After all, politics is nothing more than the arena of ideas. As with anything, competition is a requirement for healthy outcomes.

In partisan primaries the battle cry for UNITY is shouted from the mountain tops, but always, and only, by those most insecure about the scrutiny of their ideas and voting records. The poster child for such behavior is none other than Dallas’ own Jason Villalba, who campaigns as a conservative but whose actual record and behavior pattern is anything but. The last thing Villalba wants is for his constituents to realize how much of a middle of the road, establishment lapdog he is, so in order to squash those who would openly criticize him, he embraces the mantra of “UNITY”. Anyone who dares speak out is then labeled a divider, helping the democrats, and destroying the party. When your record and behavior doesn’t match the beliefs and values of your district you really do not want healthy debate, rather monolithic “unity.”

What politicians like Villaba worry about is the fact that there is a very real debate going on for the heart and soul of the Republican Party. We see this everywhere from the high profile Republican presidential primary, to the Ted Cruz vs. Dewhurst race and down to our local elected offices. These battles are healthy. These battles help define for voters what they want the term “Republican” to mean. In Texas, when that debate is had openly, voters consistently chose a definition of “Republican” which is more conservative. This is what healthy, open debate and disunity produces – better results.
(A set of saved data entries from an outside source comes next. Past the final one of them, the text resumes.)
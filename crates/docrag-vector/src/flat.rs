//! Exact brute-force vector index
//!
//! Vectors live in one contiguous `(n, dim)` matrix and every search scans
//! all rows. Row `i` of the matrix pairs with `metadata[i]`; the row index is
//! the entry's `vec_id`.

use std::cmp::Ordering;
use std::path::Path;

use docrag_core::{ChunkMetadata, RagError, Result, ScoredChunk};
use ndarray::{Array2, ArrayView1, ArrayView2, Axis};

use crate::{codec, VectorIndex};

/// In-memory flat index over squared L2 distance
#[derive(Debug, Clone)]
pub struct FlatIndex {
    dim: usize,
    vectors: Array2<f32>,
    metadata: Vec<ChunkMetadata>,
}

impl FlatIndex {
    /// Create an empty index for vectors of length `dim`
    pub fn new(dim: usize) -> Result<Self> {
        if dim == 0 {
            return Err(RagError::ConfigError(
                "index dimension must be positive".to_string(),
            ));
        }
        Ok(Self {
            dim,
            vectors: Array2::zeros((0, dim)),
            metadata: Vec::new(),
        })
    }

    /// Load a persisted index, taking its dimension from the vector file
    pub fn open(vector_path: &Path, metadata_path: &Path) -> Result<Self> {
        let dim = codec::read_dim(vector_path)?;
        let mut index = Self::new(dim)?;
        index.load(vector_path, metadata_path)?;
        Ok(index)
    }

    /// Stored metadata in `vec_id` order
    pub fn metadata(&self) -> &[ChunkMetadata] {
        &self.metadata
    }

    /// Stored vectors, one row per entry
    pub fn vectors(&self) -> ArrayView2<'_, f32> {
        self.vectors.view()
    }

    /// Vector and metadata for one entry
    pub fn get(&self, vec_id: usize) -> Option<(ArrayView1<'_, f32>, &ChunkMetadata)> {
        let meta = self.metadata.get(vec_id)?;
        Some((self.vectors.row(vec_id), meta))
    }

    /// Append rows given as separate vectors
    pub fn add_rows(&mut self, rows: &[Vec<f32>], metadatas: Vec<ChunkMetadata>) -> Result<()> {
        if rows.len() != metadatas.len() {
            return Err(RagError::CardinalityMismatch {
                vectors: rows.len(),
                metadata: metadatas.len(),
            });
        }
        if let Some(bad) = rows.iter().find(|row| row.len() != self.dim) {
            return Err(RagError::DimensionMismatch {
                expected: self.dim,
                actual: bad.len(),
            });
        }

        let flat: Vec<f32> = rows.iter().flatten().copied().collect();
        let matrix = Array2::from_shape_vec((rows.len(), self.dim), flat).map_err(|_| {
            RagError::DimensionMismatch {
                expected: self.dim,
                actual: 0,
            }
        })?;
        self.add(matrix.view(), metadatas)
    }
}

fn squared_l2(a: ArrayView1<'_, f32>, b: &[f32]) -> f32 {
    a.iter()
        .zip(b)
        .map(|(x, y)| {
            let d = x - y;
            d * d
        })
        .sum()
}

impl VectorIndex for FlatIndex {
    fn dim(&self) -> usize {
        self.dim
    }

    fn len(&self) -> usize {
        self.metadata.len()
    }

    fn add(&mut self, vectors: ArrayView2<'_, f32>, metadatas: Vec<ChunkMetadata>) -> Result<()> {
        let (rows, cols) = vectors.dim();
        if rows != metadatas.len() {
            return Err(RagError::CardinalityMismatch {
                vectors: rows,
                metadata: metadatas.len(),
            });
        }
        if cols != self.dim {
            return Err(RagError::DimensionMismatch {
                expected: self.dim,
                actual: cols,
            });
        }
        if rows == 0 {
            return Ok(());
        }

        self.vectors
            .append(Axis(0), vectors)
            .map_err(|_| RagError::DimensionMismatch {
                expected: self.dim,
                actual: cols,
            })?;
        self.metadata.extend(metadatas);

        tracing::debug!("Added {} vectors (total {})", rows, self.metadata.len());
        Ok(())
    }

    fn search(&self, query: &[f32], top_k: usize) -> Result<Vec<ScoredChunk>> {
        if query.len() != self.dim {
            return Err(RagError::DimensionMismatch {
                expected: self.dim,
                actual: query.len(),
            });
        }
        if top_k == 0 || self.metadata.is_empty() {
            return Ok(Vec::new());
        }

        let mut scored: Vec<(usize, f32)> = self
            .vectors
            .outer_iter()
            .map(|row| squared_l2(row, query))
            .enumerate()
            .collect();

        let by_distance = |a: &(usize, f32), b: &(usize, f32)| -> Ordering {
            a.1.total_cmp(&b.1).then(a.0.cmp(&b.0))
        };
        if top_k < scored.len() {
            scored.select_nth_unstable_by(top_k - 1, by_distance);
            scored.truncate(top_k);
        }
        scored.sort_unstable_by(by_distance);

        Ok(scored
            .into_iter()
            .map(|(vec_id, distance)| ScoredChunk {
                metadata: self.metadata[vec_id].clone(),
                distance,
            })
            .collect())
    }

    fn save(&self, vector_path: &Path, metadata_path: &Path) -> Result<()> {
        codec::write_pair(vector_path, metadata_path, self.vectors.view(), &self.metadata)?;
        tracing::info!(
            "Saved {} vectors (dim {}) to {}",
            self.metadata.len(),
            self.dim,
            vector_path.display()
        );
        Ok(())
    }

    fn load(&mut self, vector_path: &Path, metadata_path: &Path) -> Result<()> {
        let vectors = codec::read_vectors(vector_path)?;
        let metadata = codec::read_metadata(metadata_path)?;

        if vectors.ncols() != self.dim {
            return Err(RagError::DimensionMismatch {
                expected: self.dim,
                actual: vectors.ncols(),
            });
        }
        if vectors.nrows() != metadata.len() {
            return Err(RagError::ConsistencyError {
                vectors: vectors.nrows(),
                metadata: metadata.len(),
            });
        }

        self.vectors = vectors;
        self.metadata = metadata;
        tracing::info!(
            "Loaded {} vectors (dim {}) from {}",
            self.metadata.len(),
            self.dim,
            vector_path.display()
        );
        Ok(())
    }
}
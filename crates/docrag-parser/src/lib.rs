//! docrag Parser - Document loading and chunking
//!
//! Supports loading of:
//! - PDF documents
//! - Markdown files
//! - Plain text files
//!
//! Each parser implements the `DocumentParser` trait and produces a
//! `ParsedDocument`, which converts into the `Document` record consumed by
//! the [`chunker`].

pub mod chunker;
pub mod pdf;

pub use chunker::{chunk, Chunker};
pub use pdf::PdfParser;

use docrag_core::Document;
use std::path::Path;
use thiserror::Error;

// ============================================================================
// Error Types
// ============================================================================

/// Errors that can occur during document loading
#[derive(Error, Debug)]
pub enum ParserError {
    /// File format is not supported
    #[error("Unsupported file format: {0}")]
    UnsupportedFormat(String),

    /// IO error while reading the file
    #[error("IO error reading file: {path}")]
    IoError {
        path: String,
        #[source]
        source: std::io::Error,
    },

    /// PDF parsing error
    #[error("PDF parsing error: {0}")]
    PdfError(String),

    /// The document directory does not exist
    #[error("Directory {0} does not exist")]
    DirectoryNotFound(String),

    /// The document directory holds no supported files
    #[error("No supported documents found in directory {0}")]
    EmptyDirectory(String),
}

pub type Result<T> = std::result::Result<T, ParserError>;

// ============================================================================
// Parsed Document Types
// ============================================================================

/// A parsed document with extracted content
#[derive(Debug, Clone)]
pub struct ParsedDocument {
    /// Original file path
    pub file_path: String,

    /// Detected file type
    pub file_type: FileType,

    /// Extracted text content
    pub content: String,

    /// Number of pages (if the format has pages)
    pub page_count: Option<u32>,
}

impl ParsedDocument {
    /// Create a new parsed document
    pub fn new(file_path: impl Into<String>, file_type: FileType) -> Self {
        Self {
            file_path: file_path.into(),
            file_type,
            content: String::new(),
            page_count: None,
        }
    }

    /// Set content
    pub fn with_content(mut self, content: impl Into<String>) -> Self {
        self.content = content.into();
        self
    }

    /// File name component of the path, used as the document ID
    pub fn file_name(&self) -> &str {
        Path::new(&self.file_path)
            .file_name()
            .and_then(|name| name.to_str())
            .unwrap_or(self.file_path.as_str())
    }

    /// Get total character count
    pub fn char_count(&self) -> usize {
        self.content.chars().count()
    }

    /// Convert into the record the chunker consumes
    pub fn into_document(self) -> Document {
        let doc_id = self.file_name().to_string();
        Document::new(doc_id, self.content)
    }
}

/// Supported file types
#[derive(Debug, Clone, Copy, PartialEq, Eq)]
pub enum FileType {
    Pdf,
    Markdown,
    PlainText,
    Unknown,
}

impl FileType {
    /// Detect file type from extension
    pub fn from_extension(ext: &str) -> Self {
        match ext.to_lowercase().as_str() {
            "pdf" => Self::Pdf,
            "md" | "markdown" => Self::Markdown,
            "txt" => Self::PlainText,
            _ => Self::Unknown,
        }
    }

    /// Detect file type from path
    pub fn from_path(path: &Path) -> Self {
        path.extension()
            .and_then(|ext| ext.to_str())
            .map(Self::from_extension)
            .unwrap_or(Self::Unknown)
    }
}

impl std::fmt::Display for FileType {
    fn fmt(&self, f: &mut std::fmt::Formatter<'_>) -> std::fmt::Result {
        match self {
            Self::Pdf => write!(f, "pdf"),
            Self::Markdown => write!(f, "markdown"),
            Self::PlainText => write!(f, "text"),
            Self::Unknown => write!(f, "unknown"),
        }
    }
}

// ============================================================================
// Parser Trait
// ============================================================================

/// Trait for document parsers
pub trait DocumentParser: Send + Sync {
    /// Parse a document from a file path
    fn parse(&self, path: &Path) -> Result<ParsedDocument>;

    /// Get supported file types
    fn supported_types(&self) -> &[FileType];

    /// Check if this parser can handle a file type
    fn can_parse(&self, file_type: FileType) -> bool {
        self.supported_types().contains(&file_type)
    }
}

// ============================================================================
// Parser Registry
// ============================================================================

/// Registry of available parsers
pub struct ParserRegistry {
    parsers: Vec<Box<dyn DocumentParser>>,
}

impl ParserRegistry {
    /// Create a new empty registry
    pub fn new() -> Self {
        Self {
            parsers: Vec::new(),
        }
    }

    /// Registry with the plain-text and PDF parsers
    pub fn with_defaults() -> Self {
        let mut registry = Self::new();
        registry.register(PlainTextParser);
        registry.register(PdfParser::new());
        registry
    }

    /// Register a parser
    pub fn register<P: DocumentParser + 'static>(&mut self, parser: P) {
        self.parsers.push(Box::new(parser));
    }

    /// Find a parser for a file type
    pub fn find_parser(&self, file_type: FileType) -> Option<&dyn DocumentParser> {
        self.parsers
            .iter()
            .find(|p| p.can_parse(file_type))
            .map(|p| p.as_ref())
    }

    /// Parse a file using the appropriate parser
    pub fn parse(&self, path: &Path) -> Result<ParsedDocument> {
        let file_type = FileType::from_path(path);

        if file_type == FileType::Unknown {
            return Err(ParserError::UnsupportedFormat(
                path.extension()
                    .and_then(|e| e.to_str())
                    .unwrap_or("none")
                    .to_string(),
            ));
        }

        let parser = self
            .find_parser(file_type)
            .ok_or_else(|| ParserError::UnsupportedFormat(file_type.to_string()))?;

        parser.parse(path)
    }
}

impl Default for ParserRegistry {
    fn default() -> Self {
        Self::with_defaults()
    }
}

// ============================================================================
// Directory Loader
// ============================================================================

/// Read every supported file directly inside `dir` into a `Document`
///
/// The directory is not searched recursively. Files are visited in file-name
/// order so repeated builds see the same document sequence, and files whose
/// type no registered parser handles are skipped.
pub fn load_documents(dir: &Path, registry: &ParserRegistry) -> Result<Vec<Document>> {
    if !dir.is_dir() {
        return Err(ParserError::DirectoryNotFound(dir.display().to_string()));
    }

    let entries = std::fs::read_dir(dir).map_err(|e| ParserError::IoError {
        path: dir.display().to_string(),
        source: e,
    })?;

    let mut paths = Vec::new();
    for entry in entries {
        let entry = entry.map_err(|e| ParserError::IoError {
            path: dir.display().to_string(),
            source: e,
        })?;
        let path = entry.path();
        if path.is_file() && registry.find_parser(FileType::from_path(&path)).is_some() {
            paths.push(path);
        }
    }
    paths.sort();

    let mut documents = Vec::with_capacity(paths.len());
    for path in &paths {
        let parsed = registry.parse(path)?;
        tracing::debug!(
            "Loaded {} ({}, {} chars)",
            parsed.file_path,
            parsed.file_type,
            parsed.char_count()
        );
        documents.push(parsed.into_document());
    }

    if documents.is_empty() {
        return Err(ParserError::EmptyDirectory(dir.display().to_string()));
    }

    tracing::info!("Loaded {} documents from {}", documents.len(), dir.display());
    Ok(documents)
}

// ============================================================================
// Plain Text Parser
// ============================================================================

/// Plain text parser
pub struct PlainTextParser;

impl DocumentParser for PlainTextParser {
    fn parse(&self, path: &Path) -> Result<ParsedDocument> {
        let content = std::fs::read_to_string(path).map_err(|e| ParserError::IoError {
            path: path.display().to_string(),
            source: e,
        })?;

        let file_type = FileType::from_path(path);
        Ok(ParsedDocument::new(path.display().to_string(), file_type).with_content(content))
    }

    fn supported_types(&self) -> &[FileType] {
        &[FileType::PlainText, FileType::Markdown]
    }
}

// ============================================================================
// Tests
// ============================================================================

#[cfg(test)]
mod tests {
    use super::*;

    #[test]
    fn test_file_type_detection() {
        assert_eq!(FileType::from_extension("pdf"), FileType::Pdf);
        assert_eq!(FileType::from_extension("PDF"), FileType::Pdf);
        assert_eq!(FileType::from_extension("md"), FileType::Markdown);
        assert_eq!(FileType::from_extension("txt"), FileType::PlainText);
        assert_eq!(FileType::from_extension("docx"), FileType::Unknown);
    }

    #[test]
    fn test_into_document_uses_file_name() {
        let parsed = ParsedDocument::new("/data/pdf/report.txt", FileType::PlainText)
            .with_content("body");
        let doc = parsed.into_document();
        assert_eq!(doc.doc_id, "report.txt");
        assert_eq!(doc.text, "body");
    }

    #[test]
    fn test_load_documents_sorted_and_filtered() {
        let dir = tempfile::tempdir().unwrap();
        std::fs::write(dir.path().join("b.txt"), "second").unwrap();
        std::fs::write(dir.path().join("a.md"), "# first").unwrap();
        std::fs::write(dir.path().join("ignored.bin"), [0u8, 1, 2]).unwrap();
        std::fs::create_dir(dir.path().join("nested")).unwrap();

        let docs = load_documents(dir.path(), &ParserRegistry::with_defaults()).unwrap();
        let ids: Vec<_> = docs.iter().map(|d| d.doc_id.as_str()).collect();
        assert_eq!(ids, vec!["a.md", "b.txt"]);
        assert_eq!(docs[0].text, "# first");
    }

    #[test]
    fn test_load_documents_missing_dir() {
        let err = load_documents(
            Path::new("/no/such/docrag/dir"),
            &ParserRegistry::with_defaults(),
        )
        .unwrap_err();
        assert!(matches!(err, ParserError::DirectoryNotFound(_)));
    }

    #[test]
    fn test_load_documents_empty_dir() {
        let dir = tempfile::tempdir().unwrap();
        std::fs::write(dir.path().join("notes.bin"), "x").unwrap();

        let err = load_documents(dir.path(), &ParserRegistry::with_defaults()).unwrap_err();
        assert!(matches!(err, ParserError::EmptyDirectory(_)));
    }

    #[test]
    fn test_registry_rejects_unknown() {
        let registry = ParserRegistry::with_defaults();
        let err = registry.parse(Path::new("file.xyz")).unwrap_err();
        assert!(matches!(err, ParserError::UnsupportedFormat(_)));
    }
}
We change the status quo by challenging it – not by walking lock step in unity.

The fact is, everyone campaigns as a conservative. Yet conservative reforms face uphill battles both at the local level as well as in Austin. The best way to fix this is open, harsh, pointed debate. A definition of the ideas and a separation of the worldviews is healthy and required if we are to have reform.

So keep it up – ask questions, challenge the status quo, make noise and get your ideas heard in the ultimate marketplace of ideas – politics. Let disunity rule the day.